The SHI is designed primarily to reimburse the costs of diagnosis and treatment in cases of illness. This framework was laid down by parliament. As a result, the SHI does not necessarily cover the cost of diagnostic tests that are not directly connected to specific treatment. A distinction has to be drawn between the following sets of circumstances:

1. A hereditary disease is suspected. In such cases the costs are covered if the genetic diagnostic tests have consequences for the further diagnosis or treatment.
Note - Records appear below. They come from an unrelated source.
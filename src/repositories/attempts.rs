use sqlx::{PgPool, Postgres, QueryBuilder};
use time::PrimitiveDateTime;
use uuid::Uuid;

use crate::db::models::{Attempt, LiveAttemptRow};
use crate::db::types::AttemptStatus;

pub(crate) const COLUMNS: &str = "\
    id, user_id, test_id, attempt_number, status, started_at, completed_at, \
    score, max_score, percent_score, time_spent, ip_address, created_at, updated_at";

pub(crate) struct CreateAttempt<'a> {
    pub(crate) id: Uuid,
    pub(crate) user_id: Uuid,
    pub(crate) test_id: Uuid,
    pub(crate) attempt_number: i32,
    pub(crate) started_at: PrimitiveDateTime,
    pub(crate) ip_address: Option<&'a str>,
}

pub(crate) struct FinalizeAttempt {
    pub(crate) id: Uuid,
    pub(crate) status: AttemptStatus,
    pub(crate) completed_at: PrimitiveDateTime,
    pub(crate) score: f64,
    pub(crate) max_score: f64,
    pub(crate) percent_score: f64,
    pub(crate) time_spent: i32,
}

pub(crate) async fn find_by_id(
    executor: impl sqlx::PgExecutor<'_>,
    id: Uuid,
) -> Result<Option<Attempt>, sqlx::Error> {
    sqlx::query_as::<_, Attempt>(&format!("SELECT {COLUMNS} FROM attempts WHERE id = $1"))
        .bind(id)
        .fetch_optional(executor)
        .await
}

/// Row-locks the attempt for the rest of the surrounding transaction.
pub(crate) async fn lock_by_id(
    executor: impl sqlx::PgExecutor<'_>,
    id: Uuid,
) -> Result<Option<Attempt>, sqlx::Error> {
    sqlx::query_as::<_, Attempt>(&format!(
        "SELECT {COLUMNS} FROM attempts WHERE id = $1 FOR UPDATE"
    ))
    .bind(id)
    .fetch_optional(executor)
    .await
}

pub(crate) async fn find_in_progress(
    executor: impl sqlx::PgExecutor<'_>,
    user_id: Uuid,
    test_id: Uuid,
) -> Result<Option<Attempt>, sqlx::Error> {
    sqlx::query_as::<_, Attempt>(&format!(
        "SELECT {COLUMNS} FROM attempts \
         WHERE user_id = $1 AND test_id = $2 AND status = $3"
    ))
    .bind(user_id)
    .bind(test_id)
    .bind(AttemptStatus::InProgress)
    .fetch_optional(executor)
    .await
}

pub(crate) async fn count_by_user_and_test(
    executor: impl sqlx::PgExecutor<'_>,
    user_id: Uuid,
    test_id: Uuid,
) -> Result<i64, sqlx::Error> {
    sqlx::query_scalar("SELECT COUNT(*) FROM attempts WHERE user_id = $1 AND test_id = $2")
        .bind(user_id)
        .bind(test_id)
        .fetch_one(executor)
        .await
}

/// Returns `None` when either uniqueness rule rejected the row.
pub(crate) async fn create(
    executor: impl sqlx::PgExecutor<'_>,
    attempt: CreateAttempt<'_>,
) -> Result<Option<Attempt>, sqlx::Error> {
    sqlx::query_as::<_, Attempt>(&format!(
        "INSERT INTO attempts (
            id, user_id, test_id, attempt_number, status, started_at,
            ip_address, created_at, updated_at
        ) VALUES ($1,$2,$3,$4,$5,$6,$7,$6,$6)
        ON CONFLICT DO NOTHING
        RETURNING {COLUMNS}"
    ))
    .bind(attempt.id)
    .bind(attempt.user_id)
    .bind(attempt.test_id)
    .bind(attempt.attempt_number)
    .bind(AttemptStatus::InProgress)
    .bind(attempt.started_at)
    .bind(attempt.ip_address)
    .fetch_optional(executor)
    .await
}

/// Applies the terminal write only while the attempt is still in progress.
pub(crate) async fn finalize(
    executor: impl sqlx::PgExecutor<'_>,
    params: FinalizeAttempt,
) -> Result<Option<Attempt>, sqlx::Error> {
    sqlx::query_as::<_, Attempt>(&format!(
        "UPDATE attempts SET
            status = $2,
            completed_at = $3,
            score = $4,
            max_score = $5,
            percent_score = $6,
            time_spent = $7,
            updated_at = $3
         WHERE id = $1 AND status = $8
         RETURNING {COLUMNS}"
    ))
    .bind(params.id)
    .bind(params.status)
    .bind(params.completed_at)
    .bind(params.score)
    .bind(params.max_score)
    .bind(params.percent_score)
    .bind(params.time_spent)
    .bind(AttemptStatus::InProgress)
    .fetch_optional(executor)
    .await
}

pub(crate) async fn list_live(
    pool: &PgPool,
    test_id: Option<Uuid>,
) -> Result<Vec<LiveAttemptRow>, sqlx::Error> {
    let mut builder = QueryBuilder::<Postgres>::new(
        "SELECT a.id, a.user_id, a.test_id, a.attempt_number, a.status, a.started_at, \
         a.completed_at, a.score, a.max_score, a.percent_score, a.time_spent, a.ip_address, \
         a.created_at, a.updated_at, \
         t.title AS test_title, t.duration_minutes, \
         (SELECT COUNT(*) FROM questions q WHERE q.test_id = a.test_id) AS total_questions, \
         (SELECT COUNT(*) FROM answers ans WHERE ans.attempt_id = a.id) AS answered_questions \
         FROM attempts a JOIN tests t ON t.id = a.test_id WHERE a.status = ",
    );
    builder.push_bind(AttemptStatus::InProgress);

    if let Some(test_id) = test_id {
        builder.push(" AND a.test_id = ");
        builder.push_bind(test_id);
    }

    builder.push(" ORDER BY a.started_at ASC");

    builder.build_query_as::<LiveAttemptRow>().fetch_all(pool).await
}

/// Ids of in-progress attempts whose allotted duration has fully elapsed at `now`.
pub(crate) async fn list_overdue_ids(
    pool: &PgPool,
    now: PrimitiveDateTime,
    after: Option<Uuid>,
    limit: i64,
) -> Result<Vec<Uuid>, sqlx::Error> {
    sqlx::query_scalar(
        "SELECT a.id FROM attempts a JOIN tests t ON t.id = a.test_id \
         WHERE a.status = $1 \
           AND a.started_at + make_interval(mins => t.duration_minutes) <= $2 \
           AND ($3::uuid IS NULL OR a.id > $3) \
         ORDER BY a.id ASC \
         LIMIT $4",
    )
    .bind(AttemptStatus::InProgress)
    .bind(now)
    .bind(after)
    .bind(limit.clamp(1, 1000))
    .fetch_all(pool)
    .await
}
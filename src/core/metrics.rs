use std::sync::OnceLock;

use metrics_exporter_prometheus::{PrometheusBuilder, PrometheusHandle};

use crate::core::config::Settings;
use crate::db::types::AttemptStatus;

static PROM_HANDLE: OnceLock<PrometheusHandle> = OnceLock::new();

pub(crate) fn init(settings: &Settings) -> anyhow::Result<()> {
    if !settings.telemetry().prometheus_enabled || PROM_HANDLE.get().is_some() {
        return Ok(());
    }

    let handle = PrometheusBuilder::new().install_recorder()?;
    let _ = PROM_HANDLE.set(handle);
    Ok(())
}

pub(crate) fn render() -> Option<String> {
    PROM_HANDLE.get().map(|handle| handle.render())
}

pub(crate) fn attempt_started(claimed: bool) {
    if claimed {
        metrics::counter!("attempts_claimed_total").increment(1);
    } else {
        metrics::counter!("attempts_started_total").increment(1);
    }
}

pub(crate) fn attempt_finalized(status: AttemptStatus) {
    metrics::counter!("attempts_finalized_total", "status" => status.as_str()).increment(1);
}

pub(crate) fn answer_submitted() {
    metrics::counter!("answers_submitted_total").increment(1);
}

pub(crate) fn realtime_published(scope: &'static str) {
    metrics::counter!("realtime_events_published_total", "scope" => scope).increment(1);
}

pub(crate) fn realtime_failed() {
    metrics::counter!("realtime_events_failed_total").increment(1);
}
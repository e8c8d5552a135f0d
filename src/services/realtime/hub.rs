use async_trait::async_trait;
use thiserror::Error;
use tokio::sync::broadcast;

use super::events::RealtimeEvent;

#[derive(Debug, Error)]
pub(crate) enum BroadcastError {
    #[error("relay publish failed: {0}")]
    Relay(#[from] redis::RedisError),
    #[error("event encoding failed: {0}")]
    Encoding(#[from] serde_json::Error),
}

/// Fan-out port used by the lifecycle controller. At-most-once, no replay.
#[async_trait]
pub(crate) trait Broadcaster: Send + Sync {
    async fn publish(&self, event: RealtimeEvent) -> Result<(), BroadcastError>;
}

/// In-process fan-out. Every socket and the activity feed hold a receiver and
/// filter by topic themselves.
#[derive(Clone)]
pub(crate) struct LocalHub {
    sender: broadcast::Sender<RealtimeEvent>,
}

impl LocalHub {
    pub(crate) fn new(capacity: usize) -> Self {
        let (sender, _) = broadcast::channel(capacity.max(1));
        Self { sender }
    }

    pub(crate) fn subscribe(&self) -> broadcast::Receiver<RealtimeEvent> {
        self.sender.subscribe()
    }

    /// Returns how many receivers saw the event; zero listeners is not an error.
    pub(crate) fn deliver(&self, event: RealtimeEvent) -> usize {
        self.sender.send(event).unwrap_or(0)
    }

    pub(crate) fn receiver_count(&self) -> usize {
        self.sender.receiver_count()
    }
}

#[async_trait]
impl Broadcaster for LocalHub {
    async fn publish(&self, event: RealtimeEvent) -> Result<(), BroadcastError> {
        let receivers = self.deliver(event);
        tracing::trace!(receivers, "Realtime event delivered locally");
        Ok(())
    }
}

#[cfg(test)]
mod tests {
    use super::*;
    use crate::services::realtime::events::{EventKind, Topic};
    use uuid::Uuid;

    fn sample(topic: Topic) -> RealtimeEvent {
        RealtimeEvent {
            topic,
            event: EventKind::AttemptStarted,
            payload: serde_json::json!({}),
        }
    }

    #[tokio::test]
    async fn publish_without_listeners_is_ok() {
        let hub = LocalHub::new(8);
        assert!(hub.publish(sample(Topic::Admin)).await.is_ok());
        assert_eq!(hub.receiver_count(), 0);
    }

    #[tokio::test]
    async fn every_subscriber_receives_the_event() {
        let hub = LocalHub::new(8);
        let mut first = hub.subscribe();
        let mut second = hub.subscribe();
        let topic = Topic::Attempt(Uuid::new_v4());

        hub.publish(sample(topic)).await.unwrap();

        assert_eq!(first.recv().await.unwrap().topic, topic);
        assert_eq!(second.recv().await.unwrap().topic, topic);
    }
}
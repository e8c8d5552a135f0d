use tokio::sync::watch;
use tokio::time::{interval, Duration, MissedTickBehavior};

use crate::services::attempt_lifecycle::AttemptService;

/// Overdue attempts handled per page.
const SWEEP_PAGE_SIZE: i64 = 200;

/// Times out every attempt whose window has closed. Returns how many were closed.
pub(crate) async fn sweep_expired(service: &AttemptService) -> usize {
    sweep_in_pages(service, SWEEP_PAGE_SIZE).await
}

async fn sweep_in_pages(service: &AttemptService, page_size: i64) -> usize {
    let (mut closed, mut failed) = (0, 0);
    let mut after = None;

    loop {
        match service.expire_overdue(after, page_size).await {
            Ok(page) => {
                closed += page.closed;
                failed += page.failed;
                match page.next_after {
                    Some(cursor) => after = Some(cursor),
                    None => break,
                }
            }
            Err(err) => {
                tracing::error!(error = %err, "Expiry sweep failed");
                break;
            }
        }
    }

    if closed > 0 || failed > 0 {
        tracing::info!(closed, failed, "Expiry sweep finished");
    }
    closed
}

pub(crate) async fn run_expiry_sweep(
    service: AttemptService,
    period: Duration,
    mut shutdown: watch::Receiver<bool>,
) {
    let mut tick = interval(period);
    tick.set_missed_tick_behavior(MissedTickBehavior::Delay);

    tracing::info!(period_seconds = period.as_secs(), "Expiry sweep started");
    loop {
        tokio::select! {
            _ = shutdown.changed() => break,
            _ = tick.tick() => {
                sweep_expired(&service).await;
            }
        }
    }
    tracing::info!("Expiry sweep stopped");
}
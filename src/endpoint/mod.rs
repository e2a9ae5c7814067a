//! Endpoints, peerings and the orchestration between them: accepting links,
//! exchanging filters and routing advertisements, dispatching data messages
//! to local subscribers and further along the mesh, and tearing peerings
//! down gracefully with the BYE handshake.

pub mod endpoint;
pub mod endpoint_config;
pub mod endpoint_driver;
pub mod endpoint_events;
pub mod endpoint_id;
pub mod endpoint_state;
pub mod messages;
pub mod peering;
If the tests are conducted for another purpose, for instance to "name" an illness without this resulting in a change of treatment, or in connection with a patient’s life planning, then the conditions for a disease risk ("therapeutic consequence") or an obligation on the part of health insurers to reimburse the costs are not given. In cases in which doubts exist, the physicians commissioning the tests must explain the disease risk and the consequences of the tests to the insurers’ independent medical referees. These subsequently advise the insurers, who then decide whether or not to cover the costs. If the decision is negative, the insured person can take legal action against it.
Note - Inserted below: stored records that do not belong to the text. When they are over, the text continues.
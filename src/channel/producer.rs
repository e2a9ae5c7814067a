use std::cmp::min;
use std::collections::VecDeque;
use std::fmt::Debug;

use tracing::{debug, trace};

use crate::channel::{ProducerBackend, ProducerMessage, SeqNo};
use crate::error::BusError;
use crate::util::lamport::{LamportClock, LamportTimestamp};

/// A buffered event, retained until every consumer has acknowledged it.
#[derive(Debug, Clone, Eq, PartialEq)]
pub struct BufferedEvent<P> {
    pub seq: SeqNo,
    pub payload: P,
}

/// Bookkeeping for one downstream consumer.
#[derive(Debug)]
pub struct ProducerPath<H> {
    /// allows the backend to uniquely address this consumer
    pub hdl: H,

    /// the producer's sequence number at the time this consumer was added
    pub offset: SeqNo,

    /// the sequence number of the last cumulative ack
    pub acked: SeqNo,

    /// the first time a cumulative ack for `acked` arrived
    pub first_acked: LamportTimestamp,

    /// the last time a cumulative ack for `acked` arrived (keepalive acks
    /// repeat the same value)
    pub last_acked: LamportTimestamp,
}

/// Produces ordered events for any number of consumers.
///
/// Events are kept in a send buffer until the slowest consumer has
/// acknowledged them; an optional high-water cap bounds that retention, at
/// the price of answering later retransmission requests for evicted events
/// with `retransmit_failed`.
pub struct Producer<H, P, B> {
    backend: B,

    /// monotonically increasing counter (starting at 1) establishing the
    /// order of events on this channel
    seq: SeqNo,

    clock: LamportClock,

    /// the last time anything was broadcast (event or heartbeat)
    last_broadcast: LamportTimestamp,

    /// outgoing events in strictly increasing seq order
    buf: VecDeque<BufferedEvent<P>>,

    paths: Vec<ProducerPath<H>>,

    /// maximum time between broadcasts, in ticks; when nothing else goes
    /// out, a heartbeat is inserted after this interval. 0 disables
    /// heartbeats.
    heartbeat_interval: u16,

    /// optional cap on the send buffer; exceeding it evicts the oldest event
    high_water: Option<usize>,
}

impl<H: Clone + Eq + Debug, P: Clone, B: ProducerBackend<H, P>> Producer<H, P, B> {
    pub fn new(backend: B) -> Producer<H, P, B> {
        Producer {
            backend,
            seq: 0,
            clock: LamportClock::new(),
            last_broadcast: LamportTimestamp::default(),
            buf: VecDeque::new(),
            paths: Vec::new(),
            heartbeat_interval: 5,
            high_water: None,
        }
    }

    /// Assign the next sequence number to `payload` and broadcast it. With no
    /// consumers attached the payload is discarded outright - there is nobody
    /// to retain it for.
    pub fn produce(&mut self, payload: P) {
        if self.paths.is_empty() {
            trace!("produce without consumers - discarding");
            return;
        }
        self.seq += 1;
        self.buf.push_back(BufferedEvent {
            seq: self.seq,
            payload: payload.clone(),
        });
        if let Some(cap) = self.high_water {
            if self.buf.len() > cap {
                let evicted = self.buf.pop_front();
                debug!(
                    "send buffer exceeds high water mark of {} - evicting event {:?}",
                    cap,
                    evicted.map(|e| e.seq)
                );
            }
        }
        self.last_broadcast = self.clock.now();
        self.backend.broadcast(ProducerMessage::Event {
            seq: self.seq,
            payload,
        });
    }

    /// Attach a consumer and send it the handshake telling it where the
    /// event stream starts for it.
    pub fn add(&mut self, hdl: H) -> Result<(), BusError> {
        if self.find_path(&hdl).is_some() {
            return Err(BusError::ConsumerExists);
        }
        let now = self.clock.now();
        self.paths.push(ProducerPath {
            hdl: hdl.clone(),
            offset: self.seq,
            acked: self.seq,
            first_acked: now,
            last_acked: now,
        });
        self.backend.send(
            &hdl,
            ProducerMessage::Handshake {
                first_seq: self.seq,
                heartbeat_interval: self.heartbeat_interval,
            },
        );
        Ok(())
    }

    /// Process a cumulative ack from `hdl`, dropping events from the buffer
    /// once all consumers have acknowledged them.
    ///
    /// Iterates all paths once, updating the path belonging to `hdl` and
    /// fetching the minimum acknowledged sequence number in one go. A
    /// keepalive ack (repeating the previous value) only refreshes
    /// `last_acked` and skips the buffer scan.
    pub fn handle_ack(&mut self, hdl: &H, seq: SeqNo) {
        let now = self.clock.now();
        let mut acked = seq;
        let mut found = false;
        for path in &mut self.paths {
            if path.hdl == *hdl {
                if path.acked > seq {
                    trace!("ack from the past from {:?} - ignoring", hdl);
                    return;
                }
                if path.acked == seq {
                    path.last_acked = now;
                    return;
                }
                path.acked = seq;
                path.first_acked = now;
                path.last_acked = now;
                found = true;
            } else {
                acked = min(path.acked, acked);
            }
        }
        if !found {
            debug!("ack from unknown consumer {:?} - ignoring", hdl);
            return;
        }
        while self.buf.front().map(|e| e.seq <= acked).unwrap_or(false) {
            self.buf.pop_front();
        }
    }

    /// Process a retransmission request. `seqs` must be sorted; everything
    /// before the first missing number counts as implicitly acknowledged.
    /// `[0]` asks for a fresh handshake instead.
    pub fn handle_nack(&mut self, hdl: &H, seqs: &[SeqNo]) {
        let Some(&first) = seqs.first() else {
            return;
        };
        let Some(path) = self.find_path(hdl) else {
            debug!("nack from unknown consumer {:?} - ignoring", hdl);
            return;
        };
        if first == 0 {
            let first_seq = path.offset;
            self.backend.send(
                hdl,
                ProducerMessage::Handshake {
                    first_seq,
                    heartbeat_interval: self.heartbeat_interval,
                },
            );
            return;
        }
        self.handle_ack(hdl, first - 1);
        for &seq in seqs {
            match self.find_event(seq).cloned() {
                Some(event) => self.backend.send(
                    hdl,
                    ProducerMessage::Event {
                        seq: event.seq,
                        payload: event.payload,
                    },
                ),
                None => self
                    .backend
                    .send(hdl, ProducerMessage::RetransmitFailed { seq }),
            }
        }
    }

    /// Advance logical time. When the heartbeat interval has elapsed since
    /// the last broadcast, announce the current head to all consumers.
    pub fn tick(&mut self) {
        let now = self.clock.tick();
        if self.heartbeat_interval > 0 && self.last_broadcast + self.heartbeat_interval as u64 == now
        {
            self.last_broadcast = now;
            self.backend
                .broadcast(ProducerMessage::Heartbeat { seq: self.seq });
        }
    }

    /// true iff every consumer has acknowledged everything produced so far
    pub fn idle(&self) -> bool {
        self.paths.iter().all(|p| p.acked == self.seq)
    }

    pub fn seq(&self) -> SeqNo {
        self.seq
    }

    pub fn buf(&self) -> &VecDeque<BufferedEvent<P>> {
        &self.buf
    }

    pub fn paths(&self) -> &[ProducerPath<H>] {
        &self.paths
    }

    pub fn heartbeat_interval(&self) -> u16 {
        self.heartbeat_interval
    }

    pub fn set_heartbeat_interval(&mut self, value: u16) {
        self.heartbeat_interval = value;
    }

    pub fn set_send_buffer_high_water(&mut self, value: Option<usize>) {
        self.high_water = value;
    }

    pub fn backend(&self) -> &B {
        &self.backend
    }

    pub fn backend_mut(&mut self) -> &mut B {
        &mut self.backend
    }

    fn find_path(&self, hdl: &H) -> Option<&ProducerPath<H>> {
        self.paths.iter().find(|p| p.hdl == *hdl)
    }

    fn find_event(&self, seq: SeqNo) -> Option<&BufferedEvent<P>> {
        self.buf.iter().find(|e| e.seq == seq)
    }
}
2. The relatives of somebody with a rare disease want to know whether they, too, are at risk. The costs of such investigations are reimbursed only if they are explicitly listed in the Health Care Benefits Regulation (KLV). This is currently the case only for a number of hereditary forms of cancer and a single metabolic disease (porphyria). Extending the list to cover other rare diseases is under consideration. A disease is included in the list only if, as a result of the investigation, prophylactic measures can be taken that prevent or delay the onset of the disease or have a beneficial effect on its course.

3. A further possible objective of genetic testing is to determine whether relatives of people with a rare disease are healthy carriers of a genetic mutation (for instance, cystic fibrosis). Such tests can have a significant impact on family planning. They do not fall within the scope of the SHI, however, as they focus on life planning rather than on treatment or on beneficially affecting the course of a disease.